I wonder if we shouldn't abstract this a bit away from relations to
allow other objects to be exported to. Could structure it a bit more
like pg_depend.


+ALTER PUBLICATION <replaceable class="PARAMETER">name</replaceable> [ [ WITH ] <replaceable
class="PARAMETER">option</replaceable>[ ... ] ]
 
+
+<phrase>where <replaceable class="PARAMETER">option</replaceable> can be:</phrase>
+
+      PuBLISH_INSERT | NOPuBLISH_INSERT
+    | PuBLISH_UPDATE | NOPuBLISH_UPDATE
+    | PuBLISH_DELETE | NOPuBLISH_DELETE

That's odd casing.


+   <varlistentry>
+    <term><literal>PuBLISH_INSERT</literal></term>
+    <term><literal>NOPuBLISH_INSERT</literal></term>
+    <term><literal>PuBLISH_UPDATE</literal></term>
+    <term><literal>NOPuBLISH_UPDATE</literal></term>
+    <term><literal>PuBLISH_DELETE</literal></term>
+    <term><literal>NOPuBLISH_DELETE</literal></term>

More odd casing.

+   <varlistentry>
+    <term><literal>FOR TABLE</literal></term>
+    <listitem>
+     <para>
+      Specifies optional list of tables to add to the publication.
+     </para>
+    </listitem>
+   </varlistentry>
+
+   <varlistentry>
+    <term><literal>FOR TABLE ALL IN SCHEMA</literal></term>
+    <listitem>
+     <para>
+      Specifies optional schema for which all logged tables will be added to
+      publication.
+     </para>
+    </listitem>
+   </varlistentry>

"FOR TABLE ALL IN SCHEMA" sounds weird.


+  <para>
+   This operation does not reserve any resources on the server.
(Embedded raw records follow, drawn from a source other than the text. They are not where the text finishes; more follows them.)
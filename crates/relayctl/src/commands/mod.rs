//! Command dispatch: bridges CLI args -> controller calls -> output formatting.

pub mod auth;
pub mod config_cmd;
pub mod connect;
pub mod diagnostic;
pub mod discover;
pub mod log;
pub mod relay;
pub mod status;
pub mod util;
pub mod watch;

use crate::cli::{Command, GlobalOpts};
use crate::error::CliError;

/// Dispatch a device-bound command to the appropriate handler.
pub async fn dispatch(cmd: Command, global: &GlobalOpts) -> Result<(), CliError> {
    let result = match cmd {
        Command::Discover => discover::handle(global).await,
        Command::Connect(args) => connect::handle_connect(args, global).await,
        Command::Forget => connect::handle_forget(global).await,
        Command::Status => status::handle(global).await,
        Command::Relay(args) => relay::handle(args, global).await,
        Command::Diagnostic => diagnostic::handle(global).await,
        Command::Watch(args) => watch::handle(args, global).await,
        Command::Log(args) => log::handle(args, global).await,
        Command::Config(args) => config_cmd::handle(args, global),
        Command::Auth(args) => auth::handle(args, global),
        // Completions is handled before dispatch
        Command::Completions(_) => Ok(()),
    };

    if matches!(result, Err(CliError::AuthFailed)) {
        util::drop_rejected_token();
    }
    result
}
It only
+   defines grouping and filtering logic for future subscribers.
+  </para>

That's strictly speaking not true, maybe rephrase a bit?

+/*
+ * Check if relation can be in given publication and throws appropriate
+ * error if not.
+ */
+static void
+check_publication_add_relation(Relation targetrel)
+{
+    /* Must be table */
+    if (RelationGetForm(targetrel)->relkind != RELKIND_RELATION)
+        ereport(ERROR,
+                (errcode(ERRCODE_INVALID_PARAMETER_VALUE),
+                 errmsg("only tables can be added to publication"),
+                 errdetail("%s is not a table",
+                           RelationGetRelationName(targetrel))));
+
+    /* Can't be system table */
+    if (IsCatalogRelation(targetrel))
+        ereport(ERROR,
+                (errcode(ERRCODE_INVALID_PARAMETER_VALUE),
+                 errmsg("only user tables can be added to publication"),
+                 errdetail("%s is a system table",
+                           RelationGetRelationName(targetrel))));
+
+    /* UNLOGGED and TEMP relations cannot be part of publication. */
+    if (!RelationNeedsWAL(targetrel))
+        ereport(ERROR,
+                (errcode(ERRCODE_INVALID_PARAMETER_VALUE),
+                 errmsg("UNLOGGED and TEMP relations cannot be replicated")));
+}

This probably means we need a check in the ALTER TABLE ... SET UNLOGGED
path.


+/*
+ * Returns if relation represented by oid and Form_pg_class entry
+ * is publishable.
+ *
+ * Does same checks as the above, but does not need relation to be opened
+ * and also does not throw errors.
+ */
+static bool
+is_publishable_class(Oid relid, Form_pg_class reltuple)
+{
+    return reltuple->relkind == RELKIND_RELATION &&
+        !IsCatalogClass(relid, reltuple) &&
+        reltuple->relpersistence == RELPERSISTENCE_PERMANENT &&
+        /* XXX needed to exclude information_schema tables */
+        relid >= FirstNormalObjectId;
+}

Shouldn't that be IsCatalogRelation() instead?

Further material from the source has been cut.